Renowned folk singer Mary Black is the headline act and will open the festival at Flagey cultural centre in Brussels. She has been performing professionally since 1975 but it was the release of her album No Frontiers in 1989 that catapulted her to stardom.

Other well-known musicians visiting from Ireland this year include Liam ó Máonlaí of the Hothouse Flowers, Irish sisters Maighread and Tríona Ní Dhomhnaill, Brú Ború traditional Irish musicians and dancers, and the Máirtín O Connor Trio (pictured).

There will also be an art exhibition by Helen O’Sullivan Tyrell, who studied at the Beeldende Kunst Overijse art academy, a poetry talk by Dublin poet Phil Lynch, and Bloomsnight, a celebration of James Joyce’s writing by the Irish Theatre Group, in De Lijsterbes in Kraainem.

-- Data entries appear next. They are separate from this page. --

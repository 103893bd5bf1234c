use std::{collections::BTreeMap, sync::LazyLock};

use regex::Regex;
use tracing::{debug, info, instrument, warn};

use super::{DailyService, Stream};
use crate::domain::{DayInfo, IncomingMessage, MessageId, Reaction, Solution, SolutionKey, Stats, Update, UserId};
use crate::error::{BotError, ResultExt};
use crate::store::{get_json_default, set_json, Tx};

static LC_SUBMISSION_RE: LazyLock<Regex> = LazyLock::new(|| {
  Regex::new(r"https://leetcode\.com.*/submissions/(?:detail/)?(?P<submission_id>\d+)").unwrap()
});

/// Why a reply to a tracked post was turned down.
#[derive(Clone, Copy, Debug, PartialEq, Eq)]
pub enum Rejection {
  /// Reply to an older daily, not the active one.
  StalePost,
  /// Neither a submission link nor a spoilered screenshot.
  BadContent,
  /// Active post has no day recorded.
  UnknownDay,
}

#[derive(Clone, Copy, Debug, PartialEq, Eq)]
pub enum Outcome {
  /// Not a reply to one of this stream's posts; nothing done.
  Ignored,
  Rejected(Rejection),
  Accepted(SolutionKey),
}

/// Text must carry a submission link; photos must be hidden behind a spoiler.
fn content_acceptable(msg: &IncomingMessage) -> bool {
  match &msg.text {
    Some(text) if !text.is_empty() => LC_SUBMISSION_RE.is_match(text),
    _ if msg.has_photo => msg.has_media_spoiler,
    _ => false,
  }
}

impl DailyService {
  /// Judge a chat update as a submission for `stream` and record it when valid.
  ///
  /// Every reply to a tracked post gets exactly one reaction: ok when recorded,
  /// clown when rejected. Store failures surface as errors with no reaction.
  #[instrument(level = "info", skip(self, stream, update), fields(stream = %stream.name, update_id = update.update_id))]
  pub async fn on_update(&self, stream: &Stream, update: &Update) -> Result<Outcome, BotError> {
    let Some(msg) = &update.message else { return Ok(Outcome::Ignored) };
    let Some(sender) = &msg.sender else { return Ok(Outcome::Ignored) };
    let Some(reply_to) = &msg.reply_to else { return Ok(Outcome::Ignored) };
    if reply_to.sender_id != Some(self.messenger.bot_id()) {
      return Ok(Outcome::Ignored);
    }

    let mut tx = self.store.begin().await.context("begin")?;
    let verdict = self.judge_in_tx(tx.as_mut(), stream, update, msg, sender.id, reply_to.id).await?;
    match verdict {
      Outcome::Ignored => {
        debug!(target: "daily", reply_to = reply_to.id, "Reply to an untracked message");
      }
      Outcome::Rejected(reason) => {
        drop(tx);
        info!(target: "daily", user_id = sender.id, reply_to = reply_to.id, ?reason, "Submission rejected");
        self.messenger.set_reaction(msg.id, Reaction::Clown).await.context("set clown reaction")?;
      }
      Outcome::Accepted(key) => {
        tx.commit().await.context("commit")?;
        info!(target: "daily", user_id = key.user_id, day_idx = key.day_idx, "Submission recorded");
        self.messenger.set_reaction(msg.id, Reaction::Ok).await.context("set ok reaction")?;
      }
    }
    Ok(verdict)
  }

  async fn judge_in_tx(
    &self,
    tx: &mut dyn Tx,
    stream: &Stream,
    update: &Update,
    msg: &IncomingMessage,
    user_id: UserId,
    reply_to: MessageId,
  ) -> Result<Outcome, BotError> {
    let keys = &stream.keys;
    let pinned: Vec<MessageId> = get_json_default(tx, &keys.pinned_messages, Vec::new()).context("get pinned ids")?;
    if !pinned.contains(&reply_to) {
      return Ok(Outcome::Ignored);
    }
    if pinned.last() != Some(&reply_to) {
      return Ok(Outcome::Rejected(Rejection::StalePost));
    }
    if !content_acceptable(msg) {
      return Ok(Outcome::Rejected(Rejection::BadContent));
    }

    let day_infos: BTreeMap<MessageId, DayInfo> =
      get_json_default(tx, &keys.pinned_to_day_info, BTreeMap::new()).context("get msg to day info")?;
    let Some(day) = day_infos.get(&reply_to) else {
      warn!(target: "daily", stream = %stream.name, message_id = reply_to, "Active post has no day info");
      return Ok(Outcome::Rejected(Rejection::UnknownDay));
    };

    let mut stats: Stats = get_json_default(tx, &keys.stats, Stats::default()).context("get solutions")?;
    let key = SolutionKey { day_idx: day.day_idx, user_id };
    stats.solutions.insert(key, Solution { update: update.clone() });
    set_json(tx, &keys.stats, &stats).context("set solutions")?;
    Ok(Outcome::Accepted(key))
  }
}
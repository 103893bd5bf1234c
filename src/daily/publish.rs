use std::collections::BTreeMap;

use chrono::{DateTime, Utc};
use serde::Serialize;
use tracing::{error, info, instrument, warn};

use super::{DailyService, Stream};
use crate::catalog::CatalogError;
use crate::day::day_index;
use crate::domain::{DayInfo, MessageId};
use crate::error::{BotError, ResultExt};
use crate::store::{get_json_default, set_json, Tx};

#[derive(Clone, Debug, Serialize, PartialEq)]
pub struct Published {
  pub message_id: MessageId,
  pub day_idx: i64,
}

struct PublishReq<'a> {
  day_idx: i64,
  header: String,
  links: String,
  sticker_id: String,
  now: DateTime<Utc>,
  stream: &'a Stream,
}

impl DailyService {
  /// Post today's question for `stream`, pin it in place of the previous post and
  /// remember which day the new post stands for.
  #[instrument(level = "info", skip(self, stream), fields(stream = %stream.name))]
  pub async fn publish_daily(&self, stream: &Stream, now: DateTime<Utc>) -> Result<Published, BotError> {
    let total = stream.catalog.total();
    let day_idx = day_index(now, stream.start_date, total);
    let (group, question) = stream
      .catalog
      .locate(day_idx as usize)
      .ok_or(CatalogError::OutOfRange { idx: day_idx as usize, total })
      .context("locate question")?;

    let req = PublishReq {
      day_idx,
      header: format!("{}: {} [{} / {}]", stream.title, group.name, day_idx + 1, total),
      links: question.links_text(),
      sticker_id: stream.stickers.pick(&group.name).context("get sticker")?,
      now,
      stream,
    };

    let mut tx = self.store.begin().await.context("begin")?;
    let message_id = self.publish_in_tx(tx.as_mut(), &req).await.context("publish")?;
    if let Err(e) = tx.commit().await {
      error!(target: "daily", stream = %stream.name, message_id, day_idx, error = %e, "Daily was posted but its bookkeeping was not committed");
      return Err(e).context("commit");
    }

    info!(target: "daily", stream = %stream.name, message_id, day_idx, question = %question.name, difficulty = %question.difficulty, "Published daily");
    Ok(Published { message_id, day_idx })
  }

  async fn publish_in_tx(&self, tx: &mut dyn Tx, req: &PublishReq<'_>) -> Result<MessageId, BotError> {
    let keys = &req.stream.keys;
    let mut pinned: Vec<MessageId> = get_json_default(tx, &keys.pinned_messages, Vec::new())
      .context(format!("get key {}", keys.pinned_messages))?;
    if let Some(&active) = pinned.last() {
      if let Err(e) = self.messenger.unpin(active).await {
        warn!(target: "daily", stream = %req.stream.name, message_id = active, error = %e, "Unpin of previous daily failed");
      }
    }

    let message_id = self
      .messenger
      .send_spoiler_link(req.stream.thread_id, &req.header, &req.links)
      .await
      .context("send daily")?;
    self.messenger.send_sticker(req.stream.thread_id, &req.sticker_id).await.context("send sticker")?;
    self.messenger.pin(message_id).await.context("pin")?;

    pinned.push(message_id);
    set_json(tx, &keys.pinned_messages, &pinned).context(format!("set key {}", keys.pinned_messages))?;

    let mut day_infos: BTreeMap<MessageId, DayInfo> =
      get_json_default(tx, &keys.pinned_to_day_info, BTreeMap::new()).context("get msg to day info")?;
    day_infos.insert(message_id, DayInfo { day_idx: req.day_idx, published_at: req.now });
    set_json(tx, &keys.pinned_to_day_info, &day_infos).context("set msg to day info")?;

    Ok(message_id)
  }
}

#[cfg(test)]
mod tests {
  use std::sync::{atomic::Ordering, Arc};

  use chrono::Duration;

  use super::*;
  use crate::daily::tests::{epoch, fixture, THREAD};
  use crate::store::Store;
  use crate::testing::Call;

  async fn read_state(store: &dyn Store, stream: &Stream) -> (Vec<MessageId>, BTreeMap<MessageId, DayInfo>) {
    let tx = store.begin().await.unwrap();
    let pinned = get_json_default(tx.as_ref(), &stream.keys.pinned_messages, Vec::new()).unwrap();
    let infos = get_json_default(tx.as_ref(), &stream.keys.pinned_to_day_info, BTreeMap::new()).unwrap();
    (pinned, infos)
  }

  #[tokio::test]
  async fn publish_sends_pins_and_records_day() {
    let (svc, store, tg) = fixture();
    let stream = svc.stream("neetcode").unwrap().clone();
    let now = epoch() + Duration::hours(30);

    let published = svc.publish_daily(&stream, now).await.unwrap();
    assert_eq!(published.day_idx, 1);

    let calls = tg.calls();
    assert_eq!(
      calls,
      vec![
        Call::SpoilerLink {
          thread_id: THREAD,
          header: "NeetCode: Stack [2 / 3]".into(),
          link: "https://leetcode.com/problems/car-fleet/".into(),
          id: published.message_id,
        },
        Call::Sticker { thread_id: THREAD, sticker_id: "daily-sticker".into(), id: published.message_id + 1 },
        Call::Pin(published.message_id),
      ]
    );

    let (pinned, infos) = read_state(store.as_ref(), &stream).await;
    assert_eq!(pinned, vec![published.message_id]);
    assert_eq!(infos[&published.message_id], DayInfo { day_idx: 1, published_at: now });
  }

  #[tokio::test]
  async fn second_publish_unpins_previous_and_appends() {
    let (svc, store, tg) = fixture();
    let stream = svc.stream("neetcode").unwrap().clone();

    let first = svc.publish_daily(&stream, epoch()).await.unwrap();
    tg.clear();
    let second = svc.publish_daily(&stream, epoch() + Duration::days(1)).await.unwrap();

    let calls = tg.calls();
    assert_eq!(calls.first(), Some(&Call::Unpin(first.message_id)));
    assert_eq!(calls.last(), Some(&Call::Pin(second.message_id)));

    let (pinned, infos) = read_state(store.as_ref(), &stream).await;
    assert_eq!(pinned, vec![first.message_id, second.message_id]);
    assert_eq!(infos[&first.message_id].day_idx, 0);
    assert_eq!(infos[&second.message_id].day_idx, 1);
  }

  #[tokio::test]
  async fn dp_group_gets_fixed_sticker_and_free_link() {
    let (svc, _, tg) = fixture();
    let stream = svc.stream("neetcode").unwrap().clone();
    svc.publish_daily(&stream, epoch() + Duration::days(2)).await.unwrap();

    let calls = tg.calls();
    assert!(matches!(
      &calls[0],
      Call::SpoilerLink { header, link, .. }
        if header == "NeetCode: 1-D DP [3 / 3]"
          && link == "https://leetcode.com/problems/climbing-stairs/\nhttps://neetcode.io/problems/climbing-stairs"
    ));
    assert!(matches!(&calls[1], Call::Sticker { sticker_id, .. } if sticker_id == "dp-sticker"));
  }

  #[tokio::test]
  async fn unpin_failure_does_not_abort() {
    let (svc, store, tg) = fixture();
    let stream = svc.stream("neetcode").unwrap().clone();
    svc.publish_daily(&stream, epoch()).await.unwrap();
    tg.fail.unpin.store(true, Ordering::SeqCst);

    let second = svc.publish_daily(&stream, epoch() + Duration::days(1)).await.unwrap();
    let (pinned, _) = read_state(store.as_ref(), &stream).await;
    assert_eq!(pinned.len(), 2);
    assert_eq!(pinned.last(), Some(&second.message_id));
  }

  #[tokio::test]
  async fn pin_failure_rolls_back_bookkeeping() {
    let (svc, store, tg) = fixture();
    let stream = svc.stream("neetcode").unwrap().clone();
    let first = svc.publish_daily(&stream, epoch()).await.unwrap();
    tg.fail.pin.store(true, Ordering::SeqCst);

    let err = svc.publish_daily(&stream, epoch() + Duration::days(1)).await.unwrap_err();
    assert!(err.to_string().starts_with("publish: pin: telegram:"), "{err}");

    let (pinned, infos) = read_state(store.as_ref(), &stream).await;
    assert_eq!(pinned, vec![first.message_id]);
    assert_eq!(infos.len(), 1);
  }

  #[tokio::test]
  async fn sticker_failure_aborts_publish() {
    let (svc, store, tg) = fixture();
    let stream = svc.stream("neetcode").unwrap().clone();
    tg.fail.sticker.store(true, Ordering::SeqCst);

    assert!(svc.publish_daily(&stream, epoch()).await.is_err());
    let (pinned, _) = read_state(store.as_ref(), &stream).await;
    assert!(pinned.is_empty());
    assert!(!tg.calls().iter().any(|c| matches!(c, Call::Pin(_))));
  }

  #[tokio::test]
  async fn concurrent_publishes_each_append_once() {
    let (svc, store, tg) = fixture();
    let svc = Arc::new(svc);
    let stream = svc.stream("neetcode").unwrap().clone();

    let a = {
      let (svc, stream) = (svc.clone(), stream.clone());
      tokio::spawn(async move { svc.publish_daily(&stream, epoch()).await })
    };
    let b = {
      let (svc, stream) = (svc.clone(), stream.clone());
      tokio::spawn(async move { svc.publish_daily(&stream, epoch()).await })
    };
    let a = a.await.unwrap().unwrap();
    let b = b.await.unwrap().unwrap();

    let (pinned, infos) = read_state(store.as_ref(), &stream).await;
    assert_eq!(pinned.len(), 2);
    assert_eq!(infos.len(), 2);
    // Whichever ran second unpinned exactly the first one's post.
    let unpins: Vec<_> = tg.calls().into_iter().filter(|c| matches!(c, Call::Unpin(_))).collect();
    assert_eq!(unpins, vec![Call::Unpin(pinned[0])]);
    assert!(pinned.contains(&a.message_id) && pinned.contains(&b.message_id));
  }
}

In the centenary year of the Battle of Messines Ridge during the First World War, TradFest 2017 has placed a special focus on this event.

Messines to Carrick Hill, by Irish author Thomas Burke, will be launched at the Aloft Hotel in Brussels. The book is structured around a collection of letters written by a 19-year-old Irish soldier, Lieutenant Michael Wall of the 6th Royal Irish Regiment, who turned down the prospect of studying science at University College Dublin to join the Allied forces in the trenches of Flanders.